Attention, passengers! I need you all to listen to me right now! Put down your souvenir Smallwood Farms cider mugs and pay attention. There can’t be any uncertainty surrounding what I’m about to say to you: This is not a haunted hayride, and the horrific events of the last fifteen minutes were not planned or scripted in any way.
Truly, none of the madness that you have witnessed today was intended as part of our Fall Fun Time Hayride. Not the strands of animal entrails decorating this remote stretch of forest, not the sinister laughter echoing around us, and most crucially, not the berserk individuals who have been raiding our hayride wagon. Actually, it would, in fact, appear that these maniacs wish us very real harm.
This isn’t a joke. We are all in terrible danger.
Yes, I understand that Spooky Acres, Fright Forest, and various other attractions in the area operate haunted hayrides during the Halloween season, but please take my word that this is not one of them. Our hayride is a family-friendly excursion consisting of hot apple cider, group sing-a-longs, and some of the most beautiful autumn foliage upstate New York has to offer. It does not involve a swarm of deranged men flitting through the trees around us and shouting horrible threats while gleefully mutilating themselves with broken bottles.
Those men are not Smallwood Farms employees.
I wish you had listened. But when I first aired my concerns after seeing that the wooden bridge leading back to Smallwood Headquarters had mysteriously collapsed, leaving us to follow the direction offered by that crudely fashioned detour sign, it was clear from your “knowing” chuckles that you believed this to be part of a rehearsed performance. Similarly, you cheerfully ogled the increasingly appalling warning signs: the occult symbols carved into the surrounding tree trunks, that gruesome altar, the large piece of plywood with GO HOME FEDS scrawled on it in glaring red letters. The evidence strongly indicated that we had wandered into some sort of depraved backwoods murder haven—cause for alarm, not something for you to eagerly Instagram.
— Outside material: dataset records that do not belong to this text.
//! Side table of compiled kernels keyed by configuration

use super::emit::InplaceOp;
use crate::dtype::DType;
use crate::error::Result;
use parking_lot::Mutex;
use std::collections::HashMap;
use std::sync::Arc;

/// Identity of an emitted kernel configuration
#[derive(Clone, Copy, Debug, PartialEq, Eq, Hash)]
pub enum KernelKey {
    /// Atomic scatter-accumulate
    VectorAddFast {
        /// Destination dtype
        dtype_x: DType,
        /// Source dtype
        dtype_y: DType,
        /// Index dtype
        dtype_ind: DType,
    },
    /// Strided in-place elementwise update
    InplaceElemwise {
        /// Update applied
        op: InplaceOp,
        /// Operand dtype
        dtype: DType,
        /// Iteration rank
        ndim: usize,
    },
}

/// Thread-safe cache of compiled kernels, keyed by `(device, KernelKey)`
///
/// Values are whatever a backend produces when compiling a kernel (a loaded
/// function handle on CUDA). Entries live as long as the cache; operations
/// themselves never hold compiled state.
pub struct KernelCache<V> {
    entries: Mutex<HashMap<(usize, KernelKey), Arc<V>>>,
}

impl<V> KernelCache<V> {
    /// Create an empty cache
    pub fn new() -> Self {
        Self {
            entries: Mutex::new(HashMap::new()),
        }
    }

    /// Cached value for `key` on `device`, if any
    pub fn get(&self, device: usize, key: &KernelKey) -> Option<Arc<V>> {
        self.entries.lock().get(&(device, *key)).cloned()
    }

    /// Cached value for `key`, or the result of `build` stored under it
    ///
    /// `build` runs without the lock held, so two threads racing on the same
    /// key may both compile; the first insert wins and both get that value.
    /// A failing `build` caches nothing.
    pub fn get_or_try_insert<F>(&self, device: usize, key: KernelKey, build: F) -> Result<Arc<V>>
    where
        F: FnOnce() -> Result<V>,
    {
        if let Some(hit) = self.get(device, &key) {
            return Ok(hit);
        }

        log::debug!("kernel cache miss on device {}: {:?}", device, key);
        let value = Arc::new(build()?);
        let mut entries = self.entries.lock();
        Ok(entries.entry((device, key)).or_insert(value).clone())
    }

    /// Number of cached kernels
    pub fn len(&self) -> usize {
        self.entries.lock().len()
    }

    /// Whether the cache is empty
    pub fn is_empty(&self) -> bool {
        self.entries.lock().is_empty()
    }

    /// Drop every cached kernel
    pub fn clear(&self) {
        self.entries.lock().clear();
    }
}

impl<V> Default for KernelCache<V> {
    fn default() -> Self {
        Self::new()
    }
}
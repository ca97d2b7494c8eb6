//! The host as a device

use crate::runtime::Device;

/// Host memory standing in for device memory
///
/// There is a single host device, ordinal 0.
#[derive(Clone, Copy, Debug, Default, PartialEq, Eq)]
pub struct CpuDevice;

impl CpuDevice {
    /// The host device
    pub fn new() -> Self {
        Self
    }
}

impl Device for CpuDevice {
    fn id(&self) -> usize {
        0
    }

    fn name(&self) -> String {
        "host".to_string()
    }
}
That pile of human heads was almost certainly real.
Still, you couldn’t stop “oohing” and “aahing,” even when the first wave of gibbering lunatics mounted our wagon and set upon our driver, slicing his throat from ear to ear as he begged for mercy. Let me assure you right now that none of that was “special effects.” There are no special effects. This is a cart being pulled by a tractor, and Patrick is dead, god damn you, his body dragged off into the woods for some kind of unimaginable desecration while you all applauded like fools.
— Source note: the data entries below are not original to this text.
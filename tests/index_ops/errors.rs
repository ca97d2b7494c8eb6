//! Error reporting across the indexing operations

use crate::common::create_cpu_client;
use subtensor::prelude::*;

fn matrix(device: &CpuDevice) -> Tensor<CpuRuntime> {
    let data: Vec<f32> = (0..12).map(|i| i as f32).collect();
    Tensor::<CpuRuntime>::from_slice(&data, &[3, 4], device)
}

#[test]
fn test_subtensor_errors() {
    let (_, device) = create_cpu_client();
    let x = matrix(&device);

    let zero_step = Subtensor::new(vec![
        IndexSpec::Integer(0),
        SliceSpec::new(None, None, Some(0)).into(),
    ]);
    assert!(matches!(
        zero_step.perform(&x),
        Err(Error::InvalidSlice { axis: 1, .. })
    ));

    let too_many = Subtensor::new(vec![IndexSpec::Integer(0), IndexSpec::Integer(0), IndexSpec::Integer(0)]);
    assert!(matches!(too_many.perform(&x), Err(Error::Index { .. })));

    let oob = Subtensor::new(vec![IndexSpec::Integer(-4)]);
    assert!(matches!(
        oob.perform(&x),
        Err(Error::IndexOutOfBounds { index: -4, size: 3 })
    ));

    // NewAxis entries do not count against the rank
    let newaxes = Subtensor::new(vec![
        IndexSpec::NewAxis,
        IndexSpec::Integer(0),
        IndexSpec::NewAxis,
        IndexSpec::Integer(0),
    ]);
    assert_eq!(newaxes.perform(&x).unwrap().shape(), &[1, 1]);
}

#[test]
fn test_inc_subtensor_errors() {
    let (client, device) = create_cpu_client();
    let x = matrix(&device);

    let rows = IncSubtensor::new(vec![SliceSpec::range(0, 2).into()], CombineMode::Accumulate);

    // Accumulation does not broadcast
    let row = Tensor::<CpuRuntime>::from_slice(&[1.0f32; 4], &[4], &device);
    assert!(matches!(
        rows.perform(&client, &x, &row),
        Err(Error::ShapeMismatch { .. })
    ));

    // Setting broadcasts, but only compatible shapes
    let bad = Tensor::<CpuRuntime>::from_slice(&[1.0f32; 3], &[3], &device);
    let set_rows = IncSubtensor::new(vec![SliceSpec::range(0, 2).into()], CombineMode::Set);
    assert!(matches!(
        set_rows.perform(&client, &x, &bad),
        Err(Error::BroadcastError { .. })
    ));
    assert!(set_rows.perform(&client, &x, &row).is_ok());

    let other = Tensor::<CpuRuntime>::from_slice(&[1.0f64; 8], &[2, 4], &device);
    assert!(matches!(
        rows.perform(&client, &x, &other),
        Err(Error::DTypeMismatch { .. })
    ));

    // A scalar destination needs exactly one source element
    let elem = IncSubtensor::new(vec![IndexSpec::Integer(1), IndexSpec::Integer(1)], CombineMode::Accumulate);
    let pair = Tensor::<CpuRuntime>::from_slice(&[1.0f32, 2.0], &[2], &device);
    assert!(matches!(
        elem.perform(&client, &x, &pair),
        Err(Error::Dimension { .. })
    ));
}

#[test]
fn test_scatter_validation_order() {
    let (client, device) = create_cpu_client();
    let x = matrix(&device);
    let op = AdvancedIncSubtensor1::new(CombineMode::Accumulate);

    let y64 = Tensor::<CpuRuntime>::from_slice(&[1.0f64; 4], &[1, 4], &device);
    let float_idx = Tensor::<CpuRuntime>::from_slice(&[0.0f32], &[1], &device);
    // dtype mismatch wins over a float index list
    assert!(matches!(
        op.perform(&client, &x, &y64, &float_idx),
        Err(Error::DTypeMismatch { .. })
    ));

    let y = Tensor::<CpuRuntime>::from_slice(&[1.0f32; 4], &[1, 4], &device);
    assert!(matches!(
        op.perform(&client, &x, &y, &float_idx),
        Err(Error::Dimension { .. })
    ));

    let idx_matrix = Tensor::<CpuRuntime>::from_slice(&[0i64, 1], &[1, 2], &device);
    assert!(matches!(
        op.perform(&client, &x, &y, &idx_matrix),
        Err(Error::Dimension { .. })
    ));

    let idx = Tensor::<CpuRuntime>::from_slice(&[0i64], &[1], &device);
    let scalar = Tensor::<CpuRuntime>::from_slice(&[1.0f32], &[], &device);
    assert!(matches!(
        op.perform(&client, &scalar, &scalar, &idx),
        Err(Error::Dimension { .. })
    ));

    let y3 = Tensor::<CpuRuntime>::from_slice(&[1.0f32; 4], &[1, 1, 4], &device);
    assert!(matches!(
        op.perform(&client, &x, &y3, &idx),
        Err(Error::Dimension { .. })
    ));
}

#[test]
fn test_scatter_row_errors_leave_destination_untouched() {
    let (client, device) = create_cpu_client();
    let x = matrix(&device);
    let before = x.to_vec::<f32>();
    let y = Tensor::<CpuRuntime>::from_slice(&[1.0f32; 8], &[2, 4], &device);

    for strategy in [
        ScatterStrategy::Atomic(AtomicScatter::new()),
        ScatterStrategy::Sequential,
    ] {
        let op = AdvancedIncSubtensor1::new(CombineMode::Accumulate)
            .inplace(true)
            .with_strategy(strategy);

        // The bad entry is last: nothing may be applied before it is found
        let oob = Tensor::<CpuRuntime>::from_slice(&[0i64, 3], &[2], &device);
        assert!(matches!(
            op.perform(&client, &x, &y, &oob),
            Err(Error::IndexOutOfBounds { index: 3, size: 3 })
        ));
        let neg = Tensor::<CpuRuntime>::from_slice(&[0i64, -4], &[2], &device);
        assert!(matches!(
            op.perform(&client, &x, &y, &neg),
            Err(Error::IndexOutOfBounds { index: -4, size: 3 })
        ));
        assert_eq!(x.to_vec::<f32>(), before);
    }
}

#[test]
fn test_scatter_huge_unsigned_index_is_out_of_bounds() {
    let (client, device) = create_cpu_client();
    let y = Tensor::<CpuRuntime>::from_slice(&[1.0f32, 1.0], &[1, 2], &device);
    let idx = Tensor::<CpuRuntime>::from_slice(&[u64::MAX], &[1], &device);

    for strategy in [
        ScatterStrategy::Atomic(AtomicScatter::new()),
        ScatterStrategy::Sequential,
    ] {
        let x = Tensor::<CpuRuntime>::zeros(&[3, 2], DType::F32, &device);
        let err = AdvancedIncSubtensor1::new(CombineMode::Accumulate)
            .inplace(true)
            .with_strategy(strategy)
            .perform(&client, &x, &y, &idx)
            .unwrap_err();
        assert!(matches!(err, Error::IndexOutOfBounds { size: 3, .. }));
        assert_eq!(x.to_vec::<f32>(), vec![0.0; 6]);
    }

    // One past i64::MAX also must not wrap to a valid row
    let idx = Tensor::<CpuRuntime>::from_slice(&[1u64 << 63], &[1], &device);
    let x = Tensor::<CpuRuntime>::zeros(&[3, 2], DType::F32, &device);
    assert!(matches!(
        AdvancedIncSubtensor1::new(CombineMode::Set).perform(&client, &x, &y, &idx),
        Err(Error::IndexOutOfBounds { .. })
    ));
}

#[test]
fn test_scatter_row_count_mismatch() {
    let (client, device) = create_cpu_client();
    let x = matrix(&device);
    let y = Tensor::<CpuRuntime>::from_slice(&[1.0f32; 8], &[2, 4], &device);
    let idx = Tensor::<CpuRuntime>::from_slice(&[0i64, 1, 2], &[3], &device);

    // The atomic path declines the mismatch; the sequential path reports it
    let err = AdvancedIncSubtensor1::new(CombineMode::Accumulate)
        .perform(&client, &x, &y, &idx)
        .unwrap_err();
    assert!(matches!(err, Error::Dimension { .. }));
    assert!(!err.is_fallback_eligible());
}

#[test]
fn test_fallback_errors_never_surface() {
    let (client, device) = create_cpu_client();

    // Integer destination: the kernel has no atomic add for it
    let x = Tensor::<CpuRuntime>::zeros(&[2, 2], DType::I32, &device);
    let y = Tensor::<CpuRuntime>::from_slice(&[1i32, 2], &[2], &device);
    let idx = Tensor::<CpuRuntime>::from_slice(&[1i64, 1], &[2], &device);
    let out = AdvancedIncSubtensor1::new(CombineMode::Accumulate)
        .perform(&client, &x, &y, &idx)
        .unwrap();
    assert_eq!(out.to_vec::<i32>(), vec![0, 0, 2, 4]);

    // Rank 3: outside the kernel's geometry
    let x = Tensor::<CpuRuntime>::zeros(&[2, 2, 2], DType::F32, &device);
    let y = Tensor::<CpuRuntime>::from_slice(&[1.0f32; 4], &[2, 2], &device);
    let out = AdvancedIncSubtensor1::new(CombineMode::Accumulate)
        .perform(&client, &x, &y, &idx)
        .unwrap();
    assert_eq!(out.to_vec::<f32>(), vec![0.0, 0.0, 0.0, 0.0, 2.0, 2.0, 2.0, 2.0]);

    // Setting never takes the atomic kernel
    let x = Tensor::<CpuRuntime>::zeros(&[2, 2], DType::F32, &device);
    let y = Tensor::<CpuRuntime>::from_slice(&[3.0f32, 4.0], &[1, 2], &device);
    let out = AdvancedIncSubtensor1::new(CombineMode::Set)
        .with_strategy(ScatterStrategy::Atomic(AtomicScatter::new()))
        .perform(&client, &x, &y, &idx)
        .unwrap();
    assert_eq!(out.to_vec::<f32>(), vec![0.0, 0.0, 3.0, 4.0]);
}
And not to belabor the point, but I would think that the frantic nature of my own confrontation with that machete-wielding behemoth as he and I desperately wrestled for control of his blade would have suggested the profoundly dire nature of this hayride, particularly that part in the fight where I upended our tureen of scalding hot apple cider onto his deformed face while screaming, “Die, you son of a bitch! Die!” Rest assured that I did not mean any of that in a fun or “spooky” way.
Nonetheless, casting blame is not a luxury we have at our disposal at the moment. This wild pack of hillbilly psychotics knows that we’re on the run—yes, they’ve got a taste for it now. And once they regroup and take another pass at us, we’ll have two options: fight them off, or join them in the dark heart of the woods as unwilling participants in some Satanic rite that the civilized mind cannot comprehend. That is the choice as it stands before you on this grim Smallwood Farms afternoon.
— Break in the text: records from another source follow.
//! CUDA Device implementation

use crate::error::Result;
use crate::kernel::KernelCache;
use crate::runtime::Device;
use cudarc::driver::safe::{CudaContext, CudaFunction, CudaStream};
use cudarc::driver::sys::CUdevice_attribute;
use std::fmt;
use std::sync::Arc;

struct DeviceInner {
    index: usize,
    context: Arc<CudaContext>,
    stream: Arc<CudaStream>,
    kernels: KernelCache<CudaFunction>,
}

/// An opened CUDA GPU
///
/// Cloning is cheap; clones share the context, the stream every operation
/// launches on, and the cache of compiled kernels.
#[derive(Clone)]
pub struct CudaDevice {
    inner: Arc<DeviceInner>,
}

impl CudaDevice {
    /// Open GPU `index`: retain its primary context and create a stream
    pub fn open(index: usize) -> Result<Self> {
        let context = CudaContext::new(index)?;
        let stream = context.new_stream()?;
        Ok(Self {
            inner: Arc::new(DeviceInner {
                index,
                context,
                stream,
                kernels: KernelCache::new(),
            }),
        })
    }

    /// Device ordinal
    pub fn index(&self) -> usize {
        self.inner.index
    }

    /// CUDA context of this device
    #[inline]
    pub fn context(&self) -> &Arc<CudaContext> {
        &self.inner.context
    }

    /// Stream on which all kernels and copies are issued
    #[inline]
    pub fn stream(&self) -> &Arc<CudaStream> {
        &self.inner.stream
    }

    /// Compiled kernels of this device
    pub(crate) fn kernels(&self) -> &KernelCache<CudaFunction> {
        &self.inner.kernels
    }

    /// Get the compute capability of this CUDA device
    ///
    /// Returns (major, minor) version numbers (e.g., (8, 6) for sm_86)
    pub fn compute_capability(&self) -> Result<(u32, u32)> {
        let major = self
            .context()
            .attribute(CUdevice_attribute::CU_DEVICE_ATTRIBUTE_COMPUTE_CAPABILITY_MAJOR)?;
        let minor = self
            .context()
            .attribute(CUdevice_attribute::CU_DEVICE_ATTRIBUTE_COMPUTE_CAPABILITY_MINOR)?;
        Ok((major as u32, minor as u32))
    }
}

impl Device for CudaDevice {
    fn id(&self) -> usize {
        self.inner.index
    }

    fn name(&self) -> String {
        format!("cuda:{}", self.inner.index)
    }
}

impl fmt::Debug for CudaDevice {
    fn fmt(&self, f: &mut fmt::Formatter<'_>) -> fmt::Result {
        f.debug_struct("CudaDevice")
            .field("index", &self.inner.index)
            .field("kernels", &self.inner.kernels.len())
            .finish_non_exhaustive()
    }
}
Oh, I can hear them now. Scrambling through the woods, moaning and slavering like something out of a fever dream. They’ll be here soon, and when they arrive, I say beat them back with your fists, with your souvenir mugs, tear the planks from our besieged caravan and bludgeon these savages back into the darkest corridors of Hell. Do this, and you may yet return to a world in which the monsters are imagined and true evil but a gray shadow skulking in the woods. Kill them! Kill them. Can you freaks hear me out there? I hope that you can. Happy Halloween, you diseased maniacs!